[Data entries]
_ _ _

//! Request context threaded through every engine call.
//!
//! The tenant is resolved once, at the authentication boundary, and carried
//! explicitly from there. Nothing in the engine reads a tenant from ambient
//! state or from a payload.

use chrono::{DateTime, Utc};

use crate::error::{MemoryError, Result};

/// Authenticated per-request context
#[derive(Debug, Clone)]
pub struct RequestContext {
    /// Isolation boundary; every row touched by this request carries it
    pub tenant_id: String,
    /// Acting agent identity within the tenant
    pub principal_id: String,
    /// Granted scopes, opaque to the engine
    pub scopes: Vec<String>,
    /// Absolute deadline; checked at suspension points
    pub deadline: Option<DateTime<Utc>>,
}

impl RequestContext {
    /// Context for an authenticated principal with no deadline
    pub fn new(tenant_id: impl Into<String>, principal_id: impl Into<String>) -> Self {
        Self {
            tenant_id: tenant_id.into(),
            principal_id: principal_id.into(),
            scopes: Vec::new(),
            deadline: None,
        }
    }

    /// Attach an absolute deadline
    pub fn with_deadline(mut self, deadline: DateTime<Utc>) -> Self {
        self.deadline = Some(deadline);
        self
    }

    /// Fail with `DeadlineExceeded` once the deadline has passed
    pub fn check_deadline(&self) -> Result<()> {
        match self.deadline {
            Some(deadline) if Utc::now() >= deadline => Err(MemoryError::DeadlineExceeded),
            _ => Ok(()),
        }
    }

    /// Reject a payload tenant_id that differs from the authenticated tenant
    pub fn guard_payload_tenant(&self, payload_tenant: Option<&str>) -> Result<()> {
        match payload_tenant {
            Some(t) if t != self.tenant_id => Err(MemoryError::TenantMismatch {
                payload: t.to_string(),
                authenticated: self.tenant_id.clone(),
            }),
            _ => Ok(()),
        }
    }
}

// ============================================================================
// TESTS
// ============================================================================
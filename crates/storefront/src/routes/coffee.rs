//! Add-coffee form route handlers.
//!
//! Submissions are appended to a per-visitor list kept in the session. A
//! successful post redirects back to the (now empty) form; a submission
//! with a blank field is re-rendered with the visitor's input intact.

use askama::Template;
use askama_web::WebTemplate;
use axum::{
    Form,
    http::StatusCode,
    response::{IntoResponse, Redirect, Response},
};
use shopcart_core::{CoffeeEntry, CoffeeList};
use tower_sessions::Session;
use tracing::instrument;

use crate::error::{Result, add_breadcrumb};
use crate::filters;
use crate::models::{self, session_keys};

/// Coffee form and list page template.
#[derive(Template, WebTemplate)]
#[template(path = "coffee/index.html")]
pub struct CoffeeIndexTemplate {
    /// Values to pre-fill the form with.
    pub form: CoffeeEntry,
    pub error: Option<String>,
    pub coffees: Vec<CoffeeEntry>,
}

async fn load_coffees(session: &Session) -> Result<CoffeeList> {
    models::load(session, session_keys::COFFEES).await
}

/// Display the empty form and the coffees added so far.
#[instrument(skip(session))]
pub async fn show(session: Session) -> Result<CoffeeIndexTemplate> {
    let coffees = load_coffees(&session).await?;

    Ok(CoffeeIndexTemplate {
        form: CoffeeEntry::default(),
        error: None,
        coffees: coffees.entries().to_vec(),
    })
}

/// Append a submitted coffee.
#[instrument(skip(session))]
pub async fn create(session: Session, Form(entry): Form<CoffeeEntry>) -> Result<Response> {
    let coffees = load_coffees(&session).await?;

    if let Err(e) = entry.validate() {
        tracing::debug!(error = %e, "Rejected coffee submission");
        let page = CoffeeIndexTemplate {
            form: entry,
            error: Some(e.to_string()),
            coffees: coffees.entries().to_vec(),
        };
        return Ok((StatusCode::UNPROCESSABLE_ENTITY, page).into_response());
    }

    add_breadcrumb("coffee", "Added coffee", Some(&[("name", entry.name.as_str())]));
    let coffees = coffees.add(entry);
    models::store(&session, session_keys::COFFEES, &coffees).await?;

    tracing::info!(count = coffees.len(), "Added coffee");
    Ok(Redirect::to("/coffee").into_response())
}
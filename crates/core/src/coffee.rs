//! Coffee entries submitted through the add-coffee form.

use serde::{Deserialize, Serialize};
use thiserror::Error;

/// Errors raised when checking a submitted [`CoffeeEntry`].
#[derive(Debug, Error, Clone, PartialEq, Eq)]
pub enum CoffeeError {
    /// A required field was empty or whitespace.
    #[error("{0} is required")]
    MissingField(&'static str),
}

/// A coffee record, stored exactly as the visitor typed it.
///
/// Entries have no identity: submitting the same values twice yields two
/// entries. Fields absent from a submission deserialize as empty so that
/// [`CoffeeEntry::validate`] can name them.
#[derive(Debug, Clone, Default, PartialEq, Eq, Serialize, Deserialize)]
#[serde(default)]
pub struct CoffeeEntry {
    pub name: String,
    pub chef: String,
    pub supplier: String,
    pub taste: String,
    pub category: String,
    pub details: String,
    /// Photo URL. Not checked for well-formedness.
    pub photo: String,
}

impl CoffeeEntry {
    /// Field names paired with their values, in form order.
    #[must_use]
    pub fn fields(&self) -> [(&'static str, &str); 7] {
        [
            ("name", self.name.as_str()),
            ("chef", self.chef.as_str()),
            ("supplier", self.supplier.as_str()),
            ("taste", self.taste.as_str()),
            ("category", self.category.as_str()),
            ("details", self.details.as_str()),
            ("photo", self.photo.as_str()),
        ]
    }

    /// Check that every field is present.
    ///
    /// # Errors
    ///
    /// Returns `CoffeeError::MissingField` naming the first blank field.
    pub fn validate(&self) -> Result<(), CoffeeError> {
        match self
            .fields()
            .into_iter()
            .find(|(_, value)| value.trim().is_empty())
        {
            Some((field, _)) => Err(CoffeeError::MissingField(field)),
            None => Ok(()),
        }
    }
}

/// Append-only list of coffee entries.
#[derive(Debug, Clone, Default, PartialEq, Eq, Serialize, Deserialize)]
#[serde(transparent)]
pub struct CoffeeList {
    entries: Vec<CoffeeEntry>,
}

impl CoffeeList {
    /// Append `entry` to the end of the list.
    #[must_use]
    pub fn add(mut self, entry: CoffeeEntry) -> Self {
        self.entries.push(entry);
        self
    }

    #[must_use]
    pub fn entries(&self) -> &[CoffeeEntry] {
        &self.entries
    }

    #[must_use]
    pub fn len(&self) -> usize {
        self.entries.len()
    }

    #[must_use]
    pub fn is_empty(&self) -> bool {
        self.entries.is_empty()
    }
}

#[cfg(test)]
#[allow(clippy::unwrap_used)]
mod tests {
    use super::*;

    fn espresso() -> CoffeeEntry {
        CoffeeEntry {
            name: "Espresso".to_string(),
            chef: "Luca".to_string(),
            supplier: "Lavazza".to_string(),
            taste: "Bitter".to_string(),
            category: "Hot".to_string(),
            details: "Short and strong".to_string(),
            photo: "https://example.com/espresso.jpg".to_string(),
        }
    }

    #[test]
    fn test_complete_entry_is_valid() {
        assert!(espresso().validate().is_ok());
    }

    #[test]
    fn test_blank_field_reported_by_name() {
        let entry = CoffeeEntry {
            supplier: "   ".to_string(),
            ..espresso()
        };
        assert_eq!(
            entry.validate().unwrap_err(),
            CoffeeError::MissingField("supplier")
        );
    }

    #[test]
    fn test_first_missing_field_wins() {
        let entry = CoffeeEntry {
            chef: String::new(),
            photo: String::new(),
            ..espresso()
        };
        assert_eq!(
            entry.validate().unwrap_err().to_string(),
            "chef is required"
        );
    }

    #[test]
    fn test_add_appends_verbatim() {
        let entry = CoffeeEntry {
            name: "  Flat White ".to_string(),
            ..espresso()
        };
        let list = CoffeeList::default().add(espresso()).add(entry.clone());

        assert_eq!(list.len(), 2);
        assert_eq!(list.entries().last().unwrap(), &entry);
        assert_eq!(list.entries().last().unwrap().name, "  Flat White ");
    }

    #[test]
    fn test_duplicates_permitted() {
        let list = CoffeeList::default().add(espresso()).add(espresso());
        assert_eq!(list.len(), 2);
        assert_eq!(list.entries().first(), list.entries().last());
    }
}
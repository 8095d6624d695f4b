//! Catalog product records.

use serde::{Deserialize, Serialize};

use super::{Price, ProductId};

/// A product as served by the catalog API.
///
/// Only `id`, `title`, `price` and `image` are required. The catalog also
/// sends `description` and `category`, which default to empty when absent.
/// Any other fields in the payload (ratings, etc.) are ignored.
#[derive(Debug, Clone, PartialEq, Eq, Serialize, Deserialize)]
pub struct Product {
    pub id: ProductId,
    pub title: String,
    pub price: Price,
    pub image: String,
    #[serde(default)]
    pub description: String,
    #[serde(default)]
    pub category: String,
}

_ _ _

§ **ASSIGNED TASK**: Which lines in the records contain the word "validate"? Copy each one.

§ **SOLUTION**:
    if let Err(e) = entry.validate() {
/// [`CoffeeEntry::validate`] can name them.
    pub fn validate(&self) -> Result<(), CoffeeError> {
        assert!(espresso().validate().is_ok());
            entry.validate().unwrap_err(),
            entry.validate().unwrap_err().to_string(),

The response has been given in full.